Cutting edge: contribution of lung-resident T cell proliferation to the overall magnitude of the antigen-specific CD8 T cell response in the lungs following murine influenza virus infection

Abstract

Following influenza virus infection, CD8 T cells encounter mature, Ag-bearing dendritic cells within the draining lymph nodes and undergo activation, programmed proliferation, and differentiation to effector cells before migrating to the lungs to mediate viral clearance. However, it remains unclear whether CD8 T cells continue their proliferation after arriving in the lungs.

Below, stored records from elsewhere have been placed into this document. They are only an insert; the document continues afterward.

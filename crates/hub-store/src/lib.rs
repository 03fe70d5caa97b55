//! hub-store - Durable local state
//!
//! This crate persists the small amount of client-side state that must
//! survive restarts (the user's custom prompt template) in a SQLite file,
//! and provides an in-memory store for tests and ephemeral runs.

mod memory;
mod schema;
mod sqlite;

pub use memory::MemorySlotStore;
pub use sqlite::SqliteSlotStore;

// Re-export schema for testing/migrations
pub use schema::{SCHEMA, SCHEMA_VERSION};
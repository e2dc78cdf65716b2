//
// Copyright 2017-2026 Hans W. Uhlig. All Rights Reserved.
//
// Licensed under the Apache License, Version 2.0 (the "License");
// you may not use this file except in compliance with the License.
// You may obtain a copy of the License at
//
//      http://www.apache.org/licenses/LICENSE-2.0
//
// Unless required by applicable law or agreed to in writing, software
// distributed under the License is distributed on an "AS IS" BASIS,
// WITHOUT WARRANTIES OR CONDITIONS OF ANY KIND, either express or implied.
// See the License for the specific language governing permissions and
// limitations under the License.
//

//! Server configuration

use std::net::SocketAddr;
use std::path::PathBuf;
use std::time::Duration;

/// Server configuration
///
/// This structure contains all configuration options for the shell bridge
/// server. Use the builder pattern methods to customize the configuration.
///
/// # Example
///
/// ```
/// use shellbridge_server::ServerConfig;
/// use std::time::Duration;
///
/// let config = ServerConfig::new("127.0.0.1:2333".parse().unwrap())
///     .with_worker_count(4)
///     .with_shell("/bin/sh")
///     .with_idle_timeout(Some(Duration::from_secs(600)));
/// ```
#[derive(Debug, Clone)]
pub struct ServerConfig {
    /// Address to bind the listener to
    pub bind_address: SocketAddr,

    /// Number of worker threads in the session pool
    ///
    /// This bounds the number of concurrently active sessions; further
    /// accepted connections queue until a worker frees up.
    pub worker_count: usize,

    /// Capacity of the pending-session queue (0 for unbounded)
    ///
    /// With a bounded queue the accept loop blocks on dispatch once the
    /// queue is full, which in turn stalls new accepts (backpressure).
    pub queue_capacity: usize,

    /// Shell command spawned for each session
    pub shell: PathBuf,

    /// Arguments passed to the shell command
    pub shell_args: Vec<String>,

    /// Read chunk size for the relay loop, in bytes
    pub chunk_size: usize,

    /// Listen backlog for the accepting socket
    pub backlog: usize,

    /// How often the accept loop re-checks the running flag
    pub poll_interval: Duration,

    /// Idle timeout for a session's readiness wait (None for no timeout)
    ///
    /// When set, a session with no traffic in either direction for this
    /// duration is closed as if the peer had disconnected.
    pub idle_timeout: Option<Duration>,
}

impl Default for ServerConfig {
    fn default() -> Self {
        Self {
            bind_address: "127.0.0.1:2333".parse().unwrap(),
            worker_count: 10,
            queue_capacity: 0,
            shell: PathBuf::from("/bin/bash"),
            shell_args: Vec::new(),
            chunk_size: 1024,
            backlog: 5,
            poll_interval: Duration::from_millis(100),
            idle_timeout: None,
        }
    }
}

impl ServerConfig {
    /// Create a new configuration with the given bind address
    ///
    /// All other settings will use their default values.
    pub fn new(bind_address: SocketAddr) -> Self {
        Self {
            bind_address,
            ..Default::default()
        }
    }

    /// Set the address to bind the listener to
    pub fn with_bind_address(mut self, address: SocketAddr) -> Self {
        self.bind_address = address;
        self
    }

    /// Set the number of session worker threads
    pub fn with_worker_count(mut self, count: usize) -> Self {
        self.worker_count = count;
        self
    }

    /// Set the pending-session queue capacity (0 for unbounded)
    pub fn with_queue_capacity(mut self, capacity: usize) -> Self {
        self.queue_capacity = capacity;
        self
    }

    /// Set the shell command spawned for each session
    pub fn with_shell(mut self, shell: impl Into<PathBuf>) -> Self {
        self.shell = shell.into();
        self
    }

    /// Set the arguments passed to the shell command
    pub fn with_shell_args(mut self, args: Vec<String>) -> Self {
        self.shell_args = args;
        self
    }

    /// Set the relay read chunk size
    pub fn with_chunk_size(mut self, size: usize) -> Self {
        self.chunk_size = size;
        self
    }

    /// Set the listen backlog
    pub fn with_backlog(mut self, backlog: usize) -> Self {
        self.backlog = backlog;
        self
    }

    /// Set the accept-loop poll interval
    pub fn with_poll_interval(mut self, interval: Duration) -> Self {
        self.poll_interval = interval;
        self
    }

    /// Set the per-session idle timeout
    pub fn with_idle_timeout(mut self, timeout: Option<Duration>) -> Self {
        self.idle_timeout = timeout;
        self
    }

    /// Validate the configuration
    ///
    /// Returns an error if the configuration is invalid.
    pub fn validate(&self) -> Result<(), String> {
        if self.worker_count == 0 {
            return Err("worker_count must be greater than 0".to_string());
        }

        if self.chunk_size == 0 {
            return Err("chunk_size must be greater than 0".to_string());
        }

        if self.backlog == 0 || self.backlog > i32::MAX as usize {
            return Err("backlog must be between 1 and i32::MAX".to_string());
        }

        if self.poll_interval.is_zero() {
            return Err("poll_interval must be greater than 0".to_string());
        }

        if self.shell.as_os_str().is_empty() {
            return Err("shell must not be empty".to_string());
        }

        Ok(())
    }
}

To address this question, we developed a novel, in vivo, dual-label system using intranasal CFSE and BrdU administration to identify virus-specific CD8 T cells that are actively undergoing cell division while in the lungs. With this technique we demonstrate that a high frequency of virus-specific CD8 T cells incorporate BrdU while in the lungs and that this lung-resident proliferation contributes significantly to the magnitude of the Ag-specific CD8 T cell response following influenza virus infection.

FIGURE 1

Proliferation within the lungs by pulmonary antigen-specific CD8 T cells following influenza virus infection. On days 0–10 p.i., influenza-infected mice were treated i.n. with CFSE followed by BrdU as shown in supplemental Figure 2A. 4 h later, mice were sacrificed and their lungs examined by flow cytometry for total numbers of CFSE⁺BrdU⁺ (black bars), CFSE⁺BrdU^neg (grey bars) and CFSE^neg NP₁₄₇-specific tetramer⁺(A) and HA₅₃₃-specific tetramer⁺(B) CD8 T cells. The lungs were also analyzed for the frequency (C) of CFSE⁺ NP₁₄₇-specific tetramer⁺(squares) and HA₅₃₃-specific tetramer⁺(triangles) CD8 T cells that incorporated BrdU during the 4-hour window of analysis. Data are representative of 2 separate experiments. n=3–5 mice/group.

FIGURE 2

Lung-resident CD8 T cell proliferation contributes to the overall magnitude of the virus-specific CD8 T cell response in the lungs. Influenza-infected mice were administered FTY720 i.p. daily starting on days 4 (grey bars), 5 (black bars), 6 (diagonal bars), 7 (horizontal bars) or 8 (hatched bars) p.i‥ Mice that did not receive FTY720 were included as controls (Nil, white bars). Groups were treated with CFSE-BrdU on days 5, 6, 7, 8 and 10 p.i. as shown in supplemental Figure 2A. 4 h later, the mice were sacrificed and their lungs examined by flow cytometry for: (A) cell numbers of influenza virus-specific tetramer⁺ CD8 T cells; and (B) frequencies of influenza virus-specific tetramer⁺ CD8 T cells that incorporated BrdU during the analysis. Data are representative of 2 separate experiments. n=3–5 mice/group.